If she kept her hands busy, she wouldn’t think about the very inconvenient reality that her cheating, lying, annoying husband also looked strangely... right... kneeling in the soil, carefully covering seeds like they were precious jewels.

No. Not thinking about that.

She was just flipping the pork when a piercing wail cut through the air.

"Your Majesty—!!!"

The voice wasn’t human.

Her blood chilled for precisely one heartbeat.

Then her eyes narrowed.

Oh no.

She hadn’t seen her ghosts in hours.

A kitchen knife thunked safely into the cutting board as she turned.

From the shadowed corner of the kitchen wall, three shapes burst through the plaster like a badly thrown stone.

But this time, they were not gliding elegantly.

General Wei Rong was flying forward with murder in his eyes, one ghostly hand clamped firmly in the long hair of Fen Yu, the female ghost. In his other hand was a spiritual rope binding her wrists behind her back.
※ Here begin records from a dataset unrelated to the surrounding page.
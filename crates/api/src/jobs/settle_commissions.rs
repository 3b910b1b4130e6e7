//! Settles commission details whose hold period has passed.

use chrono::Utc;

use super::scheduler::{Job, JobFrequency};
use crate::services::CommissionService;

pub struct SettleHeldCommissionsJob {
    commission: CommissionService,
}

impl SettleHeldCommissionsJob {
    pub fn new(pool: sqlx::PgPool) -> Self {
        Self {
            commission: CommissionService::new(pool),
        }
    }
}

#[async_trait::async_trait]
impl Job for SettleHeldCommissionsJob {
    fn name(&self) -> &'static str {
        "settle_held_commissions"
    }

    fn frequency(&self) -> JobFrequency {
        JobFrequency::Hourly
    }

    async fn execute(&self) -> Result<u64, String> {
        self.commission
            .settle_due(Utc::now())
            .await
            .map_err(|e| e.to_string())
    }
}
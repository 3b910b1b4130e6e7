//! Runtime configuration rows, grouped by scope.

use std::collections::HashMap;

use sqlx::PgPool;

use crate::entities::SysConfigEntity;
use crate::metrics::QueryTimer;

#[derive(Clone)]
pub struct SysConfigRepository {
    pool: PgPool,
}

impl SysConfigRepository {
    pub fn new(pool: PgPool) -> Self {
        Self { pool }
    }

    pub async fn get(&self, scope: &str, key: &str) -> Result<Option<String>, sqlx::Error> {
        let timer = QueryTimer::new("get_sys_config");
        let result = sqlx::query_scalar::<_, String>(
            "SELECT value FROM sys_configs WHERE scope = $1 AND key = $2",
        )
        .bind(scope)
        .bind(key)
        .fetch_optional(&self.pool)
        .await;
        timer.record();
        result
    }

    /// All keys of a scope as a map.
    pub async fn scope_map(&self, scope: &str) -> Result<HashMap<String, String>, sqlx::Error> {
        let timer = QueryTimer::new("get_sys_config_scope");
        let result = sqlx::query_as::<_, (String, String)>(
            "SELECT key, value FROM sys_configs WHERE scope = $1",
        )
        .bind(scope)
        .fetch_all(&self.pool)
        .await;
        timer.record();
        result.map(|rows| rows.into_iter().collect())
    }

    pub async fn list(&self, scope: Option<&str>) -> Result<Vec<SysConfigEntity>, sqlx::Error> {
        let timer = QueryTimer::new("list_sys_configs");
        let result = sqlx::query_as::<_, SysConfigEntity>(
            r#"
            SELECT id, scope, key, value, updated_at
            FROM sys_configs
            WHERE ($1::TEXT IS NULL OR scope = $1)
            ORDER BY scope, key
            "#,
        )
        .bind(scope)
        .fetch_all(&self.pool)
        .await;
        timer.record();
        result
    }

    pub async fn upsert(&self, scope: &str, key: &str, value: &str) -> Result<SysConfigEntity, sqlx::Error> {
        let timer = QueryTimer::new("upsert_sys_config");
        let result = sqlx::query_as::<_, SysConfigEntity>(
            r#"
            INSERT INTO sys_configs (scope, key, value)
            VALUES ($1, $2, $3)
            ON CONFLICT (scope, key) DO UPDATE SET value = EXCLUDED.value, updated_at = NOW()
            RETURNING id, scope, key, value, updated_at
            "#,
        )
        .bind(scope)
        .bind(key)
        .bind(value)
        .fetch_one(&self.pool)
        .await;
        timer.record();
        result
    }
}
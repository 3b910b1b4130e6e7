//! Order pricing and upgrade credit.

use chrono::{DateTime, Utc};
use rust_decimal::Decimal;

use crate::error::{DomainError, DomainResult};
use crate::models::membership_plan::MembershipPlan;
use crate::models::order::OrderType;
use crate::models::platform::Platform;
use crate::models::user_membership::{MembershipWithPlan, UserMembership};
use crate::money::round_money;

const SECS_PER_DAY: i64 = 86_400;

/// Priced order, before numbering and persistence.
#[derive(Debug, Clone, PartialEq, Eq)]
pub struct OrderQuote {
    pub original_price: Decimal,
    pub discount_amount: Decimal,
    pub upgrade_credit: Decimal,
    pub final_amount: Decimal,
    pub previous_membership_id: Option<i64>,
}

/// Prorated residual value of a membership at `now`.
///
/// `plan.final_price * remaining / duration`, rounded to cents and clamped to
/// `[0, final_price]`. Lifetime memberships have no prorated value.
pub fn upgrade_credit(
    membership: &UserMembership,
    plan: &MembershipPlan,
    now: DateTime<Utc>,
) -> DomainResult<Decimal> {
    let (Some(days), Some(end)) = (plan.duration_days, membership.end_date) else {
        return Err(DomainError::precondition(
            "Lifetime memberships cannot be upgraded",
        ));
    };
    if days <= 0 {
        return Err(DomainError::precondition("Plan has no duration"));
    }

    let remaining_secs = (end - now).num_seconds().max(0);
    let total_secs = days as i64 * SECS_PER_DAY;
    let credit = plan.final_price * Decimal::from(remaining_secs) / Decimal::from(total_secs);
    Ok(round_money(credit).clamp(Decimal::ZERO, plan.final_price))
}

/// Prices an order for `plan`.
///
/// `memberships` are the buyer's effective memberships in preference order.
/// An upgrade credits the first one covering `platform`; a renewal links the
/// effective membership on the same plan, if any.
pub fn quote_order(
    plan: &MembershipPlan,
    order_type: OrderType,
    platform: Platform,
    memberships: &[MembershipWithPlan],
    now: DateTime<Utc>,
) -> DomainResult<OrderQuote> {
    if !plan.is_active {
        return Err(DomainError::precondition(format!(
            "Plan {} is not on sale",
            plan.plan_code
        )));
    }
    if !plan.covers(platform) {
        return Err(DomainError::invalid(format!(
            "Plan {} does not cover {}",
            plan.plan_code, platform
        )));
    }

    let original_price = plan.base_price;
    let discount_amount = (plan.base_price - plan.final_price).max(Decimal::ZERO);
    let mut upgrade_credit_amount = Decimal::ZERO;
    let mut previous_membership_id = None;

    match order_type {
        OrderType::Upgrade => {
            let current = memberships
                .iter()
                .find(|m| m.covers(platform))
                .ok_or_else(|| DomainError::precondition("No current membership to upgrade"))?;
            if current.plan.id == plan.id {
                return Err(DomainError::precondition(
                    "Upgrade target must differ from the current plan",
                ));
            }
            current.membership.ensure_replaceable()?;
            upgrade_credit_amount = upgrade_credit(&current.membership, &current.plan, now)?;
            previous_membership_id = Some(current.membership.id);
        }
        OrderType::Renew => {
            if plan.is_lifetime() {
                return Err(DomainError::precondition("Lifetime plans cannot be renewed"));
            }
            previous_membership_id = memberships
                .iter()
                .find(|m| m.plan.id == plan.id)
                .map(|m| m.membership.id);
        }
        OrderType::New | OrderType::Downgrade => {}
    }

    let payable = original_price - discount_amount;
    let upgrade_credit_amount = upgrade_credit_amount.min(payable);
    let final_amount = payable - upgrade_credit_amount;

    Ok(OrderQuote {
        original_price,
        discount_amount,
        upgrade_credit: upgrade_credit_amount,
        final_amount,
        previous_membership_id,
    })
}

#[cfg(test)]
mod tests {
    use super::*;
    use crate::models::membership_plan::PlanType;
    use crate::models::user_membership::test_support::{membership, plan};
    use chrono::{Duration, NaiveDate};

    fn dec(s: &str) -> Decimal {
        s.parse().unwrap()
    }

    fn today() -> NaiveDate {
        NaiveDate::from_ymd_opt(2024, 5, 10).unwrap()
    }

    fn monthly_view(now: DateTime<Utc>) -> MembershipWithPlan {
        let p = plan(1, &[Platform::Android], None, None);
        let mut m = membership(11, &p, today());
        m.start_date = now - Duration::days(10);
        m.end_date = Some(m.start_date + Duration::days(30));
        MembershipWithPlan { membership: m, plan: p }
    }

    fn yearly() -> MembershipPlan {
        let mut p = plan(2, &[Platform::Android, Platform::Ios], None, None);
        p.plan_type = PlanType::Yearly;
        p.duration_days = Some(365);
        p.base_price = dec("300.00");
        p.final_price = dec("300.00");
        p
    }

    #[test]
    fn test_upgrade_credit_prorates_remaining_days() {
        let now = Utc::now();
        let current = monthly_view(now);
        let quote = quote_order(&yearly(), OrderType::Upgrade, Platform::Android, &[current], now).unwrap();
        assert_eq!(quote.upgrade_credit, dec("20.00"));
        assert_eq!(quote.final_amount, dec("280.00"));
        assert_eq!(quote.previous_membership_id, Some(11));
        assert_eq!(
            quote.final_amount,
            quote.original_price - quote.discount_amount - quote.upgrade_credit
        );
    }

    #[test]
    fn test_upgrade_without_membership_fails() {
        let now = Utc::now();
        assert!(matches!(
            quote_order(&yearly(), OrderType::Upgrade, Platform::Android, &[], now),
            Err(DomainError::PreconditionFailed(_))
        ));
    }

    #[test]
    fn test_upgrade_from_lifetime_fails() {
        let now = Utc::now();
        let mut current = monthly_view(now);
        current.plan.plan_type = PlanType::Lifetime;
        current.plan.duration_days = None;
        current.membership.end_date = None;
        assert!(quote_order(&yearly(), OrderType::Upgrade, Platform::Android, &[current], now).is_err());
    }

    #[test]
    fn test_credit_never_exceeds_payable() {
        let now = Utc::now();
        let mut current = monthly_view(now);
        current.plan.final_price = dec("500.00");
        let quote = quote_order(&yearly(), OrderType::Upgrade, Platform::Android, &[current], now).unwrap();
        assert_eq!(quote.final_amount, Decimal::ZERO);
        assert_eq!(quote.upgrade_credit, dec("300.00"));
    }

    #[test]
    fn test_credit_of_expired_membership_is_zero() {
        let now = Utc::now();
        let current = monthly_view(now - Duration::days(40));
        assert_eq!(
            upgrade_credit(&current.membership, &current.plan, now).unwrap(),
            Decimal::ZERO
        );
    }

    #[test]
    fn test_discount_carried_into_quote() {
        let now = Utc::now();
        let mut p = yearly();
        p.base_price = dec("400.00");
        let quote = quote_order(&p, OrderType::New, Platform::Ios, &[], now).unwrap();
        assert_eq!(quote.original_price, dec("400.00"));
        assert_eq!(quote.discount_amount, dec("100.00"));
        assert_eq!(quote.final_amount, dec("300.00"));
        assert_eq!(quote.previous_membership_id, None);
    }

    #[test]
    fn test_renew_links_same_plan_membership() {
        let now = Utc::now();
        let current = monthly_view(now);
        let p = current.plan.clone();
        let quote = quote_order(&p, OrderType::Renew, Platform::Android, &[current], now).unwrap();
        assert_eq!(quote.previous_membership_id, Some(11));
        assert_eq!(quote.upgrade_credit, Decimal::ZERO);
    }

    #[test]
    fn test_platform_must_be_covered() {
        let now = Utc::now();
        let p = plan(3, &[Platform::Android], None, None);
        assert!(matches!(
            quote_order(&p, OrderType::New, Platform::Ios, &[], now),
            Err(DomainError::InvalidInput(_))
        ));
    }
}
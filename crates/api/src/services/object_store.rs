//! Object store backends.
//!
//! `oss` signs query-string URLs the way Aliyun OSS expects them: HMAC-SHA1
//! over `VERB\nMD5\nType\nExpires\nResource`, base64 encoded.

use std::sync::Arc;

use chrono::Utc;
use domain::services::ports::{MockObjectStore, ObjectStore};
use domain::{DomainError, DomainResult};
use shared::crypto::hmac_sha1_base64;

use crate::config::StorageConfig;

/// Query-string signer for an OSS bucket.
#[derive(Clone)]
pub struct OssObjectStore {
    endpoint: String,
    bucket: String,
    access_key_id: String,
    access_key_secret: String,
    public_base_url: String,
}

impl std::fmt::Debug for OssObjectStore {
    fn fmt(&self, f: &mut std::fmt::Formatter<'_>) -> std::fmt::Result {
        f.debug_struct("OssObjectStore")
            .field("endpoint", &self.endpoint)
            .field("bucket", &self.bucket)
            .field("access_key_id", &self.access_key_id)
            .finish_non_exhaustive()
    }
}

impl OssObjectStore {
    pub fn new(config: &StorageConfig) -> Self {
        let endpoint = config
            .endpoint
            .trim_start_matches("https://")
            .trim_start_matches("http://")
            .trim_end_matches('/')
            .to_string();
        let public_base_url = if config.public_base_url.is_empty() {
            format!("https://{}.{}", config.bucket, endpoint)
        } else {
            config.public_base_url.trim_end_matches('/').to_string()
        };

        Self {
            endpoint,
            bucket: config.bucket.clone(),
            access_key_id: config.access_key_id.clone(),
            access_key_secret: config.access_key_secret.clone(),
            public_base_url,
        }
    }

    /// String the signature covers for a GET that overrides the disposition.
    fn string_to_sign(&self, object_key: &str, expires: i64, content_disposition: &str) -> String {
        let mut resource = format!("/{}/{}", self.bucket, object_key);
        if !content_disposition.is_empty() {
            resource.push_str("?response-content-disposition=");
            resource.push_str(content_disposition);
        }
        format!("GET\n\n\n{}\n{}", expires, resource)
    }

    /// URL valid until the unix timestamp `expires`.
    pub fn presigned_get(&self, object_key: &str, expires: i64, content_disposition: &str) -> String {
        let signature = hmac_sha1_base64(
            &self.access_key_secret,
            &self.string_to_sign(object_key, expires, content_disposition),
        );

        let mut url = format!(
            "https://{}.{}/{}?OSSAccessKeyId={}&Expires={}&Signature={}",
            self.bucket,
            self.endpoint,
            encode_key(object_key),
            urlencoding::encode(&self.access_key_id),
            expires,
            urlencoding::encode(&signature),
        );
        if !content_disposition.is_empty() {
            url.push_str("&response-content-disposition=");
            url.push_str(&urlencoding::encode(content_disposition));
        }
        url
    }
}

/// Percent-encodes each path segment, keeping the `/` separators.
fn encode_key(object_key: &str) -> String {
    object_key
        .split('/')
        .map(|segment| urlencoding::encode(segment).into_owned())
        .collect::<Vec<_>>()
        .join("/")
}

#[async_trait::async_trait]
impl ObjectStore for OssObjectStore {
    async fn sign_get(
        &self,
        object_key: &str,
        ttl_secs: u64,
        content_disposition: &str,
    ) -> DomainResult<String> {
        if object_key.is_empty() {
            return Err(DomainError::invalid("Object key is empty"));
        }
        let ttl = i64::try_from(ttl_secs)
            .map_err(|_| DomainError::invalid("Signed URL lifetime is too large"))?;
        let expires = Utc::now().timestamp() + ttl;
        Ok(self.presigned_get(object_key, expires, content_disposition))
    }

    fn public_url(&self, object_key: &str) -> String {
        format!("{}/{}", self.public_base_url, encode_key(object_key))
    }
}

/// Store selected by `storage.provider`.
pub fn build_object_store(config: &StorageConfig) -> Arc<dyn ObjectStore> {
    match config.provider.as_str() {
        "oss" => {
            tracing::info!(bucket = %config.bucket, endpoint = %config.endpoint, "Using OSS object store");
            Arc::new(OssObjectStore::new(config))
        }
        _ => {
            tracing::warn!("Using mock object store; download URLs are not real");
            Arc::new(MockObjectStore::new())
        }
    }
}
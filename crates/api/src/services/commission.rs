//! Referral commission: emission on payment, refund compensation, settlement
//! of held commission and tier management.

use chrono::{DateTime, Duration, Utc};
use domain::models::commission::{
    AccountFlow, BalanceKind, CommissionAccount, CommissionDetail, CommissionOverview,
    CommissionTier, FlowLinks, TierRequest,
};
use domain::models::order::Order;
use domain::models::sys_config::{CommissionSettings, SCOPE_COMMISSION};
use domain::services::commission::{
    plan_emission, resolve_tier, settlement_for, validate_tier_set, Settlement,
};
use persistence::repositories::{CommissionRepository, SysConfigRepository, UserRepository};
use rust_decimal::Decimal;
use shared::pagination::{PageRequest, PageResult};
use sqlx::{PgConnection, PgPool};
use tracing::{info, warn};
use validator::Validate;

use crate::error::ApiError;
use crate::middleware::metrics::record_commission_emitted;

/// Details settled per job run.
const SETTLE_BATCH: i64 = 200;

#[derive(Clone)]
pub struct CommissionService {
    pool: PgPool,
    commissions: CommissionRepository,
    users: UserRepository,
    sys_config: SysConfigRepository,
}

impl CommissionService {
    pub fn new(pool: PgPool) -> Self {
        Self {
            commissions: CommissionRepository::new(pool.clone()),
            users: UserRepository::new(pool.clone()),
            sys_config: SysConfigRepository::new(pool.clone()),
            pool,
        }
    }

    /// Current `commission.*` runtime settings.
    pub async fn settings(&self) -> Result<CommissionSettings, ApiError> {
        let entries = self.sys_config.scope_map(SCOPE_COMMISSION).await?;
        Ok(CommissionSettings::from_entries(&entries)?)
    }

    /// Pays the payer's direct referrer for a freshly paid order.
    ///
    /// Runs inside the caller's transaction. Returns the amount credited, or
    /// `None` when the payer has no referrer or the commission already exists.
    pub async fn emit_for_order(
        &self,
        conn: &mut PgConnection,
        order: &Order,
        now: DateTime<Utc>,
    ) -> Result<Option<Decimal>, ApiError> {
        let referrer_id = match self.users.find_by_id(order.user_id).await? {
            Some(payer) => payer.referrer_id,
            None => return Err(ApiError::NotFound(format!("User {} not found", order.user_id))),
        };
        let Some(referrer_id) = referrer_id else {
            return Ok(None);
        };

        let settings = self.settings().await?;
        let tiers: Vec<CommissionTier> = self
            .commissions
            .list_tiers(&mut *conn)
            .await?
            .into_iter()
            .map(Into::into)
            .collect();
        let direct_referrals = self
            .users
            .count_direct_referrals(&mut *conn, referrer_id)
            .await?;

        let emission = plan_emission(
            referrer_id,
            order.final_amount,
            &tiers,
            direct_referrals,
            &settings,
        )?;
        self.users
            .set_current_tier(conn, referrer_id, emission.tier_id)
            .await?;

        let inserted = self
            .commissions
            .insert_detail(conn, order, &emission, now)
            .await?;
        if inserted.is_none() {
            info!(order_id = order.id, referrer_id, "Commission already emitted for order");
            return Ok(None);
        }

        if emission.commission > Decimal::ZERO {
            let mut account: CommissionAccount =
                self.commissions.lock_account(conn, referrer_id).await?.into();
            let flow = match emission.credit_to {
                BalanceKind::Available => account.credit_available(emission.commission)?,
                BalanceKind::Frozen => account.credit_frozen(emission.commission)?,
            };
            self.commissions.save_account(conn, &account).await?;
            self.commissions
                .insert_flow(
                    conn,
                    referrer_id,
                    &flow,
                    FlowLinks::order(order.id),
                    Some(&order.order_no),
                )
                .await?;
        }

        record_commission_emitted(emission.credit_to.as_str());
        info!(
            order_id = order.id,
            referrer_id,
            tier = %emission.tier_name,
            rate = %emission.rate,
            commission = %emission.commission,
            credit_to = emission.credit_to.as_str(),
            "Commission emitted"
        );
        Ok(Some(emission.commission))
    }

    /// Takes back the commission paid on a refunded order and voids its details.
    ///
    /// Balances never go negative and withdrawal reserves stay intact; any
    /// shortfall is written on the refund flow and logged.
    pub async fn compensate_refund(
        &self,
        conn: &mut PgConnection,
        order: &Order,
        refund_id: i64,
        now: DateTime<Utc>,
    ) -> Result<Decimal, ApiError> {
        let details: Vec<CommissionDetail> = self
            .commissions
            .lock_details_for_order(conn, order.id)
            .await?
            .into_iter()
            .map(Into::into)
            .collect();

        let mut total_recovered = Decimal::ZERO;
        for detail in details.iter().filter(|d| d.voided_at.is_none()) {
            if detail.commission > Decimal::ZERO {
                let mut account: CommissionAccount =
                    self.commissions.lock_account(conn, detail.user_id).await?.into();
                let recovery = account.recover(detail.commission, detail.held_in())?;
                self.commissions.save_account(conn, &account).await?;
                self.commissions
                    .insert_flow(
                        conn,
                        detail.user_id,
                        &recovery.flow,
                        FlowLinks::refund(order.id, refund_id),
                        Some(&recovery.remark(&order.order_no)),
                    )
                    .await?;
                if !recovery.shortfall.is_zero() {
                    warn!(
                        detail_id = detail.id,
                        referrer_id = detail.user_id,
                        owed = %detail.commission,
                        recovered = %recovery.recovered,
                        shortfall = %recovery.shortfall,
                        "Commission only partially recovered on refund"
                    );
                }
                total_recovered += recovery.recovered;
            }
            self.commissions.void_detail(conn, detail.id, now).await?;
        }

        if !details.is_empty() {
            info!(order_id = order.id, refund_id, recovered = %total_recovered, "Commission reversed");
        }
        Ok(total_recovered)
    }

    /// Settles commission details whose hold period has passed.
    pub async fn settle_due(&self, now: DateTime<Utc>) -> Result<u64, ApiError> {
        let settings = self.settings().await?;
        let before = now - Duration::days(settings.hold_days);
        let ids = self.commissions.due_detail_ids(before, SETTLE_BATCH).await?;

        let mut settled = 0;
        for id in ids {
            let mut tx = self.pool.begin().await?;
            let Some(detail) = self.commissions.lock_detail(&mut tx, id).await? else {
                continue;
            };
            let detail: CommissionDetail = detail.into();

            match settlement_for(&detail, settings.hold_days, now) {
                Settlement::ReleaseHeld => {
                    if detail.commission > Decimal::ZERO {
                        let mut account: CommissionAccount =
                            self.commissions.lock_account(&mut tx, detail.user_id).await?.into();
                        let flow = account.unfreeze(detail.commission)?;
                        self.commissions.save_account(&mut tx, &account).await?;
                        self.commissions
                            .insert_flow(
                                &mut tx,
                                detail.user_id,
                                &flow,
                                FlowLinks::order(detail.order_id),
                                Some(&detail.order_no),
                            )
                            .await?;
                    }
                    self.commissions.mark_settled(&mut tx, id, now).await?;
                }
                Settlement::MarkSettled => {
                    self.commissions.mark_settled(&mut tx, id, now).await?;
                }
                Settlement::NotYet => continue,
            }

            tx.commit().await?;
            settled += 1;
        }
        Ok(settled)
    }

    /// Balances, referral count and current tier for a customer.
    pub async fn overview(&self, user_id: i64) -> Result<CommissionOverview, ApiError> {
        let account: CommissionAccount = self
            .commissions
            .find_account(user_id)
            .await?
            .map(Into::into)
            .unwrap_or_else(|| CommissionAccount::empty(0, user_id));
        let direct_referrals = self.users.count_direct_referrals(&self.pool, user_id).await?;
        let tiers: Vec<CommissionTier> = self
            .commissions
            .list_tiers(&self.pool)
            .await?
            .into_iter()
            .map(Into::into)
            .collect();
        let tier = resolve_tier(&tiers, direct_referrals);

        Ok(CommissionOverview {
            available: account.available,
            frozen: account.frozen,
            total_earnings: account.total_earnings,
            withdrawn: account.withdrawn,
            direct_referrals,
            tier_name: tier.map(|t| t.name.clone()),
            tier_rate: tier.map(|t| t.rate),
        })
    }

    pub async fn list_details(
        &self,
        user_id: i64,
        page: &PageRequest,
    ) -> Result<PageResult<CommissionDetail>, ApiError> {
        let (rows, total) = self.commissions.list_details(user_id, page).await?;
        Ok(PageResult::new(rows.into_iter().map(Into::into).collect(), total, page))
    }

    pub async fn list_flows(&self, user_id: i64, page: &PageRequest) -> Result<PageResult<AccountFlow>, ApiError> {
        let (rows, total) = self.commissions.list_flows(user_id, page).await?;
        Ok(PageResult::new(rows.into_iter().map(Into::into).collect(), total, page))
    }

    pub async fn list_tiers(&self) -> Result<Vec<CommissionTier>, ApiError> {
        Ok(self
            .commissions
            .list_tiers(&self.pool)
            .await?
            .into_iter()
            .map(Into::into)
            .collect())
    }

    pub async fn create_tier(&self, request: &TierRequest) -> Result<CommissionTier, ApiError> {
        request.validate()?;
        ensure_rate(request.rate)?;

        let mut tx = self.pool.begin().await?;
        self.commissions.lock_tiers(&mut tx).await?;
        let tier: CommissionTier = self.commissions.insert_tier(&mut tx, request).await?.into();
        self.ensure_valid_tier_set(&mut tx).await?;
        tx.commit().await?;

        info!(tier_id = tier.id, name = %tier.name, "Commission tier created");
        Ok(tier)
    }

    pub async fn update_tier(&self, id: i64, request: &TierRequest) -> Result<CommissionTier, ApiError> {
        request.validate()?;
        ensure_rate(request.rate)?;

        let mut tx = self.pool.begin().await?;
        self.commissions.lock_tiers(&mut tx).await?;
        let tier: CommissionTier = self
            .commissions
            .update_tier(&mut tx, id, request)
            .await?
            .ok_or_else(|| ApiError::NotFound(format!("Tier {} not found", id)))?
            .into();
        self.ensure_valid_tier_set(&mut tx).await?;
        tx.commit().await?;

        info!(tier_id = id, "Commission tier updated");
        Ok(tier)
    }

    pub async fn delete_tier(&self, id: i64) -> Result<(), ApiError> {
        let mut tx = self.pool.begin().await?;
        self.commissions.lock_tiers(&mut tx).await?;
        let deleted = self
            .commissions
            .delete_tier(&mut tx, id)
            .await
            .map_err(tier_in_use)?;
        if !deleted {
            return Err(ApiError::NotFound(format!("Tier {} not found", id)));
        }
        self.ensure_valid_tier_set(&mut tx).await?;
        tx.commit().await?;

        info!(tier_id = id, "Commission tier deleted");
        Ok(())
    }

    async fn ensure_valid_tier_set(&self, conn: &mut PgConnection) -> Result<(), ApiError> {
        let tiers: Vec<CommissionTier> = self
            .commissions
            .list_tiers(&mut *conn)
            .await?
            .into_iter()
            .map(Into::into)
            .collect();
        validate_tier_set(&tiers)?;
        Ok(())
    }
}

fn ensure_rate(rate: Decimal) -> Result<(), ApiError> {
    if rate < Decimal::ZERO || rate > Decimal::ONE_HUNDRED {
        return Err(ApiError::Validation(
            "Commission rate must be between 0 and 100".to_string(),
        ));
    }
    Ok(())
}

/// Tiers referenced by commission details cannot be removed.
fn tier_in_use(err: sqlx::Error) -> ApiError {
    match &err {
        sqlx::Error::Database(db) if db.code().as_deref() == Some("23503") => {
            ApiError::PreconditionFailed(
                "Tier is referenced by existing commission records".to_string(),
            )
        }
        _ => err.into(),
    }
}

#[cfg(test)]
mod tests {
    use super::*;

    #[test]
    fn test_rate_bounds() {
        assert!(ensure_rate(Decimal::ZERO).is_ok());
        assert!(ensure_rate(Decimal::new(125, 1)).is_ok());
        assert!(ensure_rate(Decimal::ONE_HUNDRED).is_ok());
        assert!(matches!(
            ensure_rate(Decimal::new(-1, 0)),
            Err(ApiError::Validation(_))
        ));
        assert!(matches!(
            ensure_rate(Decimal::new(1001, 1)),
            Err(ApiError::Validation(_))
        ));
    }

    #[test]
    fn test_non_fk_errors_keep_default_mapping() {
        assert!(matches!(
            tier_in_use(sqlx::Error::RowNotFound),
            ApiError::NotFound(_)
        ));
    }
}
Scholar Li Shen floated behind, face exhausted, his own sleeves tied in a neat knot around Fen Yu’s ankles—dragged and bouncing in the air.

Fen Yu herself...

Looked like a disaster.

Her usually shiny hair was wild, a few strands standing straight up as if electrocuted. Her clothes, normally spotless, were torn at the sleeve and hem, with ghostly "dust" smudged across her face. Her nose was red, eyes puffy, and she let out another dramatic sob, complete with snort.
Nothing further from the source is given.